Stafford Speedway
- Location: Stafford Springs, Connecticut
- Coordinates: 41°57′19.08″N 72°19′13.44″W﻿ / ﻿41.9553000°N 72.3204000°W
- Capacity: 10,000
- Operator: Mark Arute
- Broke ground: 1868
- Opened: 1870
- Former names: Stafford Motor Speedway (1979–2022) Stafford Springs Motor Speedway (1959–1978) Stafford Springs Speedway (1946–1958) Stafford Springs Agricultural Park (1870–1945)
- Major events: Current: NASCAR Whelen Modified Tour (1985–1987, 1989–2021, 2026) Formula D (2026) Former: Camping World SRX Tour (2021–2023) NASCAR K&N Pro Series East Stafford 150 (1987, 1991, 1993–2008, 2016) NASCAR North Tour (1979–1982, 1985)

Oval
- Surface: Paved
- Length: 0.500 mi (0.805 km)
- Turns: 4
- Banking: Turns 1-2: 9° Turns 3-4: 7.5°

= Stafford Motor Speedway =

Racetrack

Stafford Speedway (formerly known as Stafford Motor Speedway and Stafford Springs Motor Speedway) is a 1/2 mi paved oval located in Stafford Springs, Connecticut. Stafford Speedway holds weekly racing every Friday night May through September. This track is known as the home of the SK Modifieds and drivers such as Ryan Preece and Ted Christopher. The track hosts weekly events throughout the season previously including three NASCAR Whelen Modified Tour events yearly. Stafford Motor Speedway is the track that had hosted the second most ever races in the modern era of the NASCAR Whelen Modified Tour with 135 races from 1985 to 2021.

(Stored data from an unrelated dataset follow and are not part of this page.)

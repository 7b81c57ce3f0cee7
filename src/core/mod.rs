//! Core module - price store, arbitrage scanner and runtime orchestration
//!
//! # Module Architecture
//!
//! This module uses **explicit re-exports** instead of glob exports (`pub use module::*`)
//! to provide better API visibility and prevent accidental public API changes.
//!
//! ## Usage
//! Prefer importing from `crate::core`:
//! ```ignore
//! use crate::core::{ArbitrageScanner, MemoryPriceStore, PriceUpdate};
//! ```

pub mod redis_store;
pub mod runtime;
pub mod scanner;
pub mod store;
pub mod types;

// Explicit re-exports for data types
pub use types::{ExchangeQuotes, OpportunityEvent, PriceSnapshot, PriceUpdate, Quote};

// Explicit re-exports for store modules
pub use redis_store::RedisPriceStore;
pub use store::{MemoryPriceStore, PriceStore, SharedPriceStore, StoreError, StoreResult};

// Explicit re-exports for scanner module
pub use scanner::{scan, ArbitrageScanner};

// Explicit re-exports for runtime module
pub use runtime::{build_store, Orchestrator};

The speedway also had hosted five NASCAR North Tour events from 1979 until 1985 and 30 NASCAR K&N Pro Series East races, between 1987 and 2016.

Stafford Motor Speedway was the site of the first ever Superstar Racing Experience event on June 12, 2021. The main event was won by track regular Doug Coby.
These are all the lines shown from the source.